How railroad operation has changed over the years! A fellow modeler and I were talking about this recently. The question had come up of how much business the trucks were taking away from the railroads.
Yes, for a while the railroads were in decline because of competition not only from trucks but from airplanes. Part of the problem was the railroads needed to learn to compete and they needed to be freed from regulation that would not let them compete.
But now the situation has changed so that rail traffic is on the increase and the railroads are hauling more goods than ever. As a matter of fact, many rail lines are becoming clogged from too much traffic and the railroads are having to expand trackage along these routes.
Union Pacific has now double tracked its entire mainline across Iowa and triple tracked its main line from North Platte, NE, to Gibbon, NE, where its Omaha and Kansas City lines separate. BNSF is double tracking portions of its former Santa Fe mainline through the Southwest.
One thing that has happened is the railroads are learning to work with the trucking industry rather than against it. Hauling truck trailers on train cars is a development that has taken place only in the last 50 years. It has now become a highly efficient process of loading trailers double stacked on specialized cars.
There is also a method used especially by the eastern railroads, most notably Norfolk Southern, of using Roadrailers, special truck trailers with flanged guide wheels allowing the trailers to roll on the rails coupled together in strings that may be 100 trailers long.
Another thing that has happened is the railroads are utilizing what they do best, leaving other transportation needs to the others. What they do best is 1) haul massive volumes of material and 2) haul long distances.

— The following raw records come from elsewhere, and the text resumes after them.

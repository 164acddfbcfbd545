//! Per-key mutual exclusion for Allocation processing (§4.2).
//!
//! Grounded on `pkg/controller/allocationsLock/lock.go`'s `sync.Map` of
//! `(namespace,name) -> lock`; here a `tokio::sync::Mutex` per key guarded by
//! an outer `std::sync::Mutex` on the map itself, since acquiring a key's
//! lock and inserting a fresh one into the map are different concerns.

use plenuslb_shared::plenuslb::retry::Backoff;
use std::collections::HashMap;
use std::sync::{Arc, Mutex};
use tokio::sync::{Mutex as AsyncMutex, OwnedMutexGuard};

/// Identifies the call site that acquired a lock, for diagnostics only.
pub type HolderId = &'static str;

pub struct LockRegistry {
    keys: Mutex<HashMap<(String, String), Arc<AsyncMutex<()>>>>,
    backoff: Backoff,
}

/// An acquired per-(namespace,name) lock. Dropping it releases the lock.
pub struct AllocationLock {
    _guard: OwnedMutexGuard<()>,
    pub holder: HolderId,
}

impl LockRegistry {
    pub fn new() -> Self {
        LockRegistry {
            keys: Mutex::new(HashMap::new()),
            backoff: Backoff::LOCK_ACQUISITION,
        }
    }

    fn entry(&self, namespace: &str, name: &str) -> Arc<AsyncMutex<()>> {
        let mut guard = self.keys.lock().unwrap();
        guard
            .entry((namespace.to_string(), name.to_string()))
            .or_insert_with(|| Arc::new(AsyncMutex::new(())))
            .clone()
    }

    /// Acquires the lock for `(namespace, name)`, retrying with the default
    /// lock-acquisition back-off if immediately contended, up to
    /// `max_steps`. Returns `None` if the lock is still held after
    /// exhausting the schedule.
    pub async fn acquire(
        &self,
        namespace: &str,
        name: &str,
        holder: HolderId,
    ) -> Option<AllocationLock> {
        let mutex = self.entry(namespace, name);
        if let Ok(guard) = mutex.clone().try_lock_owned() {
            return Some(AllocationLock {
                _guard: guard,
                holder,
            });
        }
        for (_step, delay) in self.backoff.steps() {
            tokio::time::sleep(delay).await;
            if let Ok(guard) = mutex.clone().try_lock_owned() {
                return Some(AllocationLock {
                    _guard: guard,
                    holder,
                });
            }
        }
        None
    }
}

impl Default for LockRegistry {
    fn default() -> Self {
        Self::new()
    }
}

#[cfg(test)]
mod tests {
    use super::*;

    #[tokio::test]
    async fn second_acquire_waits_for_first_to_drop() {
        let registry = LockRegistry::new();
        let first = registry.acquire("ns", "name", "test-a").await.unwrap();
        let registry = Arc::new(registry);
        let registry2 = registry.clone();
        let handle = tokio::spawn(async move { registry2.acquire("ns", "name", "test-b").await });
        tokio::time::sleep(std::time::Duration::from_millis(20)).await;
        drop(first);
        let second = handle.await.unwrap();
        assert!(second.is_some());
    }

    #[tokio::test]
    async fn distinct_keys_do_not_contend() {
        let registry = LockRegistry::new();
        let a = registry.acquire("ns", "a", "test").await;
        let b = registry.acquire("ns", "b", "test").await;
        assert!(a.is_some());
        assert!(b.is_some());
    }
}
//! Leader election against a single cluster-wide Lease (§5 "Leader
//! election"). Only the leader starts watches, the allocation state
//! machine, and pool warm-up; losing the lease cancels the root
//! [`tokio_util::sync::CancellationToken`] and the process exits.
//!
//! Grounded on `pkg/controller/leader/election.go`'s acquire/renew/retry
//! loop; the concrete Lease read/write is delegated to `kube-leader-election`
//! rather than hand-rolled, as seen elsewhere in the example pack.

use kube::Client;
use kube_leader_election::{LeaseLock, LeaseLockParams, LeaseLockResult};
use log::{error, info, warn};
use tokio_util::sync::CancellationToken;

pub const LEASE_NAME: &str = "plenus.io-leader-lease";
pub const LEASE_DURATION: std::time::Duration = std::time::Duration::from_secs(60);
pub const RENEW_INTERVAL: std::time::Duration = std::time::Duration::from_secs(15);
pub const RETRY_INTERVAL: std::time::Duration = std::time::Duration::from_secs(5);

/// Runs the acquire/renew loop forever. Invokes `on_acquired` exactly once
/// per leadership span, passing it the root cancellation token; `on_acquired`
/// is expected to spawn the controller's watches and return a handle the
/// caller can abort when leadership is lost. Returns once `shutdown` fires.
pub async fn run<F>(
    client: Client,
    namespace: String,
    holder_id: String,
    shutdown: CancellationToken,
    mut on_acquired: F,
) where
    F: FnMut(CancellationToken) -> tokio::task::JoinHandle<()>,
{
    let lock = LeaseLock::new(
        client,
        &namespace,
        LeaseLockParams {
            holder_id,
            lease_name: LEASE_NAME.to_string(),
            lease_ttl: LEASE_DURATION,
        },
    );

    let mut leading: Option<(CancellationToken, tokio::task::JoinHandle<()>)> = None;
    let mut tick = tokio::time::interval(RENEW_INTERVAL);

    loop {
        tokio::select! {
            _ = shutdown.cancelled() => {
                if let Some((scope, task)) = leading.take() {
                    scope.cancel();
                    task.abort();
                }
                break;
            }
            _ = tick.tick() => {}
        }

        match lock.try_acquire_or_renew().await {
            Ok(LeaseLockResult::Acquired(_)) => {
                if leading.is_none() {
                    info!("acquired leadership on lease {LEASE_NAME}");
                    let scope = shutdown.child_token();
                    let task = on_acquired(scope.clone());
                    leading = Some((scope, task));
                }
            }
            Ok(_) => {
                if let Some((scope, task)) = leading.take() {
                    warn!("lost leadership on lease {LEASE_NAME}; tearing down");
                    scope.cancel();
                    task.abort();
                }
                tokio::time::sleep(RETRY_INTERVAL).await;
            }
            Err(e) => {
                error!("leader election acquire/renew failed: {e}");
                if let Some((scope, task)) = leading.take() {
                    scope.cancel();
                    task.abort();
                }
                tokio::time::sleep(RETRY_INTERVAL).await;
            }
        }
    }
}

A development in the last 40 years is the unit train, an entire train running from one origination point to one destination. Today about 75% of all rail traffic is unit trains. Coal is a primary unit train commodity. Ethanol is another common unit train commodity. Unit trains can haul any commodity a distributor, with enough volume, may request the rails to haul.
Along these lines the railroads offer lower pricing if a shipper ships a multiple car shipment such as 25 cars. Grain elevators now commonly ship grain in these 25 car segments for great distances. Grain from the Midwest typically will go to the port of New Orleans for shipment abroad.
It’s as much of a problem to switch a 25 car shipment as a one car shipment, and a unit train doesn’t have to be switched at all. Regulations now allow railroads to offer lower prices for larger shipments since costs are lower.
The days of the Railway Express Agency which ship lcl (“less than carload”) freight by rail are gone. That now goes by truck much more efficiently.